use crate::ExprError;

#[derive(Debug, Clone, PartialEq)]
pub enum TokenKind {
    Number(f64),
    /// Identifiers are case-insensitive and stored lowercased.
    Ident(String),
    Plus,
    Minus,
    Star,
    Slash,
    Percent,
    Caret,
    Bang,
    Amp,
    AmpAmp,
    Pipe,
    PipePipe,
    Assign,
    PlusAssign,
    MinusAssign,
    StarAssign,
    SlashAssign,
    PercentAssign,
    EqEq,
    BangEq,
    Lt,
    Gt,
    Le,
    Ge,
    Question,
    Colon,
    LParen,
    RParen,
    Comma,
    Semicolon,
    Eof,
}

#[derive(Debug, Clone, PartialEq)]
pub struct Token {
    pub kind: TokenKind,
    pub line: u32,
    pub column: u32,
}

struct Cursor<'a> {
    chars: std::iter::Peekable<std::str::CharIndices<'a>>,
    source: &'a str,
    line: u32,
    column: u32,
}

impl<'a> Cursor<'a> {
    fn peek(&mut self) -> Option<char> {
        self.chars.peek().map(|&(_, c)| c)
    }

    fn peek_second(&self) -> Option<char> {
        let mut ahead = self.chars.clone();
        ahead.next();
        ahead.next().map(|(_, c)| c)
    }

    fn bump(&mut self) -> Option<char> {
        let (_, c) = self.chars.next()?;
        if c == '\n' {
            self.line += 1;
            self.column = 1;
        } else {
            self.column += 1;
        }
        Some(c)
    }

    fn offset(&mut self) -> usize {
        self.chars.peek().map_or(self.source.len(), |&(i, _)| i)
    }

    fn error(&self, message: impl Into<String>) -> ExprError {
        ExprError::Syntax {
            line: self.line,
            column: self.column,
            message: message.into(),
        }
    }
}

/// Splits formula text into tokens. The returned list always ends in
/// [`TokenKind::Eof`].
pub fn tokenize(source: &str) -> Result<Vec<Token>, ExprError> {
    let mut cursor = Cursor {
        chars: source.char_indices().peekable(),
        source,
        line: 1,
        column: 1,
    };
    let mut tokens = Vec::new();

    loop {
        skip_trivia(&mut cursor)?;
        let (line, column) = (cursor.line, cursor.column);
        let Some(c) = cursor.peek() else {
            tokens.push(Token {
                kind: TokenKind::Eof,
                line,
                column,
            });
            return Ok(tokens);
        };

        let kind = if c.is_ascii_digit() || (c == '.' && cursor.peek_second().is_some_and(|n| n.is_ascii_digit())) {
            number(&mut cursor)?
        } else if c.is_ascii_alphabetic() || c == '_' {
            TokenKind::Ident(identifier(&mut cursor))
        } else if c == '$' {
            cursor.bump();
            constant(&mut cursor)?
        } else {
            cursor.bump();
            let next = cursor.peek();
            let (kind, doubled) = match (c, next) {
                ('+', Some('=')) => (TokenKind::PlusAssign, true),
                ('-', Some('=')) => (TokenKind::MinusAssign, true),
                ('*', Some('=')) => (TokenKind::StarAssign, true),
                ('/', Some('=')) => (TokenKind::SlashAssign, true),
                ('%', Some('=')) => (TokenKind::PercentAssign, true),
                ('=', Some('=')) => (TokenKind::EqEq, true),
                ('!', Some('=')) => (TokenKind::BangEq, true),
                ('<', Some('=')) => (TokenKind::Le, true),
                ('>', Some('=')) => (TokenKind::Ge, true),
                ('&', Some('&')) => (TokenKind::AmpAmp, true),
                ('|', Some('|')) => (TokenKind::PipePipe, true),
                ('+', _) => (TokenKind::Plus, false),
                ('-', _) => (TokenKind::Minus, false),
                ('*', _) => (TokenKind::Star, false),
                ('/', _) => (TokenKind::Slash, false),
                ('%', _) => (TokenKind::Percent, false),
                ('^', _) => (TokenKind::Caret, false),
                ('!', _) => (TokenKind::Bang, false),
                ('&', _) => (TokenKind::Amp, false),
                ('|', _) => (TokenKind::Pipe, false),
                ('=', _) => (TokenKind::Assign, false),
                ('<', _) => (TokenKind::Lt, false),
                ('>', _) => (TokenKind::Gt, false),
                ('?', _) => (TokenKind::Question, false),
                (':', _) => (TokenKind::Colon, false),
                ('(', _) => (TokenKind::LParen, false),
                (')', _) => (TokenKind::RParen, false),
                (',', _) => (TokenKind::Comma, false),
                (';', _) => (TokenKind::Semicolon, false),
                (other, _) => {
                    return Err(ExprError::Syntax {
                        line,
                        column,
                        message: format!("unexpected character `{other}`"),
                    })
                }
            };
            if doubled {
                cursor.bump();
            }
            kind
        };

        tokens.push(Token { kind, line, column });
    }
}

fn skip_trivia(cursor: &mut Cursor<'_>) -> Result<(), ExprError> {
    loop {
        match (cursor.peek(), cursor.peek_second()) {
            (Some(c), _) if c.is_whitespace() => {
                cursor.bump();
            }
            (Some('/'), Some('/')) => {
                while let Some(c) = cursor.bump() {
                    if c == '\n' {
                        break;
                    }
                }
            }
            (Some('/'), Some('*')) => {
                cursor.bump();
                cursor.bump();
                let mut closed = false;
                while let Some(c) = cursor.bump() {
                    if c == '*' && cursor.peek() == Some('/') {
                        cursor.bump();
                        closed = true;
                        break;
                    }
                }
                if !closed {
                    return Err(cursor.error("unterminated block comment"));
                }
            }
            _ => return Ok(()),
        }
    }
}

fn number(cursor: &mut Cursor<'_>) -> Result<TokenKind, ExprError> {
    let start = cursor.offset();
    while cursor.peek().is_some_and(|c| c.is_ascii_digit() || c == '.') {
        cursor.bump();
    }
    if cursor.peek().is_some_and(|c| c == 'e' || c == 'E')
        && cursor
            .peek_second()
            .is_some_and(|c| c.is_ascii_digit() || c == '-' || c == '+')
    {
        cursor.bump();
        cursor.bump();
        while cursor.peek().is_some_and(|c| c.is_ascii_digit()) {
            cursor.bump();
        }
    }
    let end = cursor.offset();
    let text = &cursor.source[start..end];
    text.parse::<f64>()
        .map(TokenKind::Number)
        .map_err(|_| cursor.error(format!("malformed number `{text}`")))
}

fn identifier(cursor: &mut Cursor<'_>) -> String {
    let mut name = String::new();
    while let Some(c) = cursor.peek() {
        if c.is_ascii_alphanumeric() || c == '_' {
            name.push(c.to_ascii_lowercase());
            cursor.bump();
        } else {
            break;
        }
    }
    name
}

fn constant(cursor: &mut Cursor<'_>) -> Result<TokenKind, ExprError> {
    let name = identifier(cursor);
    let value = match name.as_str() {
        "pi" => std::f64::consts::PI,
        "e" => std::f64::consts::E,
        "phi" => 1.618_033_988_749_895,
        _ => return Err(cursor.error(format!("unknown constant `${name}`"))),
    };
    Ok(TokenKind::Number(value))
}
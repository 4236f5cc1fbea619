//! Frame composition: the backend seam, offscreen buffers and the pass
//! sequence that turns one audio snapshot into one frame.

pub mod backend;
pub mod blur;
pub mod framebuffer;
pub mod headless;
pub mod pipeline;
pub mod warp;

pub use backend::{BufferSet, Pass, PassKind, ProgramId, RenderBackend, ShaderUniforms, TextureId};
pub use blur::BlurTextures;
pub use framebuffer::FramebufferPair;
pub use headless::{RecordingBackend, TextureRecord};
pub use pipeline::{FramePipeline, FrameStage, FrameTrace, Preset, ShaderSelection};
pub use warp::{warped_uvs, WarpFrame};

» **WORK ITEM**
Copy every record above verbatim and in full.

» **PROBLEM SOLUTION**
use crate::ExprError;

#[derive(Debug, Clone, PartialEq)]
pub enum TokenKind {
    Number(f64),
    /// Identifiers are case-insensitive and stored lowercased.
    Ident(String),
    Plus,
    Minus,
    Star,
    Slash,
    Percent,
    Caret,
    Bang,
    Amp,
    AmpAmp,
    Pipe,
    PipePipe,
    Assign,
    PlusAssign,
    MinusAssign,
    StarAssign,
    SlashAssign,
    PercentAssign,
    EqEq,
    BangEq,
    Lt,
    Gt,
    Le,
    Ge,
    Question,
    Colon,
    LParen,
    RParen,
    Comma,
    Semicolon,
    Eof,
}

#[derive(Debug, Clone, PartialEq)]
pub struct Token {
    pub kind: TokenKind,
    pub line: u32,
    pub column: u32,
}

struct Cursor<'a> {
    chars: std::iter::Peekable<std::str::CharIndices<'a>>,
    source: &'a str,
    line: u32,
    column: u32,
}

impl<'a> Cursor<'a> {
    fn peek(&mut self) -> Option<char> {
        self.chars.peek().map(|&(_, c)| c)
    }

    fn peek_second(&self) -> Option<char> {
        let mut ahead = self.chars.clone();
        ahead.next();
        ahead.next().map(|(_, c)| c)
    }

    fn bump(&mut self) -> Option<char> {
        let (_, c) = self.chars.next()?;
        if c == '\n' {
            self.line += 1;
            self.column = 1;
        } else {
            self.column += 1;
        }
        Some(c)
    }

    fn offset(&mut self) -> usize {
        self.chars.peek().map_or(self.source.len(), |&(i, _)| i)
    }

    fn error(&self, message: impl Into<String>) -> ExprError {
        ExprError::Syntax {
            line: self.line,
            column: self.column,
            message: message.into(),
        }
    }
}

/// Splits formula text into tokens. The returned list always ends in
/// [`TokenKind::Eof`].
pub fn tokenize(source: &str) -> Result<Vec<Token>, ExprError> {
    let mut cursor = Cursor {
        chars: source.char_indices().peekable(),
        source,
        line: 1,
        column: 1,
    };
    let mut tokens = Vec::new();

    loop {
        skip_trivia(&mut cursor)?;
        let (line, column) = (cursor.line, cursor.column);
        let Some(c) = cursor.peek() else {
            tokens.push(Token {
                kind: TokenKind::Eof,
                line,
                column,
            });
            return Ok(tokens);
        };

        let kind = if c.is_ascii_digit() || (c == '.' && cursor.peek_second().is_some_and(|n| n.is_ascii_digit())) {
            number(&mut cursor)?
        } else if c.is_ascii_alphabetic() || c == '_' {
            TokenKind::Ident(identifier(&mut cursor))
        } else if c == '$' {
            cursor.bump();
            constant(&mut cursor)?
        } else {
            cursor.bump();
            let next = cursor.peek();
            let (kind, doubled) = match (c, next) {
                ('+', Some('=')) => (TokenKind::PlusAssign, true),
                ('-', Some('=')) => (TokenKind::MinusAssign, true),
                ('*', Some('=')) => (TokenKind::StarAssign, true),
                ('/', Some('=')) => (TokenKind::SlashAssign, true),
                ('%', Some('=')) => (TokenKind::PercentAssign, true),
                ('=', Some('=')) => (TokenKind::EqEq, true),
                ('!', Some('=')) => (TokenKind::BangEq, true),
                ('<', Some('=')) => (TokenKind::Le, true),
                ('>', Some('=')) => (TokenKind::Ge, true),
                ('&', Some('&')) => (TokenKind::AmpAmp, true),
                ('|', Some('|')) => (TokenKind::PipePipe, true),
                ('+', _) => (TokenKind::Plus, false),
                ('-', _) => (TokenKind::Minus, false),
                ('*', _) => (TokenKind::Star, false),
                ('/', _) => (TokenKind::Slash, false),
                ('%', _) => (TokenKind::Percent, false),
                ('^', _) => (TokenKind::Caret, false),
                ('!', _) => (TokenKind::Bang, false),
                ('&', _) => (TokenKind::Amp, false),
                ('|', _) => (TokenKind::Pipe, false),
                ('=', _) => (TokenKind::Assign, false),
                ('<', _) => (TokenKind::Lt, false),
                ('>', _) => (TokenKind::Gt, false),
                ('?', _) => (TokenKind::Question, false),
                (':', _) => (TokenKind::Colon, false),
                ('(', _) => (TokenKind::LParen, false),
                (')', _) => (TokenKind::RParen, false),
                (',', _) => (TokenKind::Comma, false),
                (';', _) => (TokenKind::Semicolon, false),
                (other, _) => {
                    return Err(ExprError::Syntax {
                        line,
                        column,
                        message: format!("unexpected character `{other}`"),
                    })
                }
            };
            if doubled {
                cursor.bump();
            }
            kind
        };

        tokens.push(Token { kind, line, column });
    }
}

fn skip_trivia(cursor: &mut Cursor<'_>) -> Result<(), ExprError> {
    loop {
        match (cursor.peek(), cursor.peek_second()) {
            (Some(c), _) if c.is_whitespace() => {
                cursor.bump();
            }
            (Some('/'), Some('/')) => {
                while let Some(c) = cursor.bump() {
                    if c == '\n' {
                        break;
                    }
                }
            }
            (Some('/'), Some('*')) => {
                cursor.bump();
                cursor.bump();
                let mut closed = false;
                while let Some(c) = cursor.bump() {
                    if c == '*' && cursor.peek() == Some('/') {
                        cursor.bump();
                        closed = true;
                        break;
                    }
                }
                if !closed {
                    return Err(cursor.error("unterminated block comment"));
                }
            }
            _ => return Ok(()),
        }
    }
}

fn number(cursor: &mut Cursor<'_>) -> Result<TokenKind, ExprError> {
    let start = cursor.offset();
    while cursor.peek().is_some_and(|c| c.is_ascii_digit() || c == '.') {
        cursor.bump();
    }
    if cursor.peek().is_some_and(|c| c == 'e' || c == 'E')
        && cursor
            .peek_second()
            .is_some_and(|c| c.is_ascii_digit() || c == '-' || c == '+')
    {
        cursor.bump();
        cursor.bump();
        while cursor.peek().is_some_and(|c| c.is_ascii_digit()) {
            cursor.bump();
        }
    }
    let end = cursor.offset();
    let text = &cursor.source[start..end];
    text.parse::<f64>()
        .map(TokenKind::Number)
        .map_err(|_| cursor.error(format!("malformed number `{text}`")))
}

fn identifier(cursor: &mut Cursor<'_>) -> String {
    let mut name = String::new();
    while let Some(c) = cursor.peek() {
        if c.is_ascii_alphanumeric() || c == '_' {
            name.push(c.to_ascii_lowercase());
            cursor.bump();
        } else {
            break;
        }
    }
    name
}

fn constant(cursor: &mut Cursor<'_>) -> Result<TokenKind, ExprError> {
    let name = identifier(cursor);
    let value = match name.as_str() {
        "pi" => std::f64::consts::PI,
        "e" => std::f64::consts::E,
        "phi" => 1.618_033_988_749_895,
        _ => return Err(cursor.error(format!("unknown constant `${name}`"))),
    };
    Ok(TokenKind::Number(value))
}
repository 4236f5cc1fbea619
//! Frame composition: the backend seam, offscreen buffers and the pass
//! sequence that turns one audio snapshot into one frame.

pub mod backend;
pub mod blur;
pub mod framebuffer;
pub mod headless;
pub mod pipeline;
pub mod warp;

pub use backend::{BufferSet, Pass, PassKind, ProgramId, RenderBackend, ShaderUniforms, TextureId};
pub use blur::BlurTextures;
pub use framebuffer::FramebufferPair;
pub use headless::{RecordingBackend, TextureRecord};
pub use pipeline::{FramePipeline, FrameStage, FrameTrace, Preset, ShaderSelection};
pub use warp::{warped_uvs, WarpFrame};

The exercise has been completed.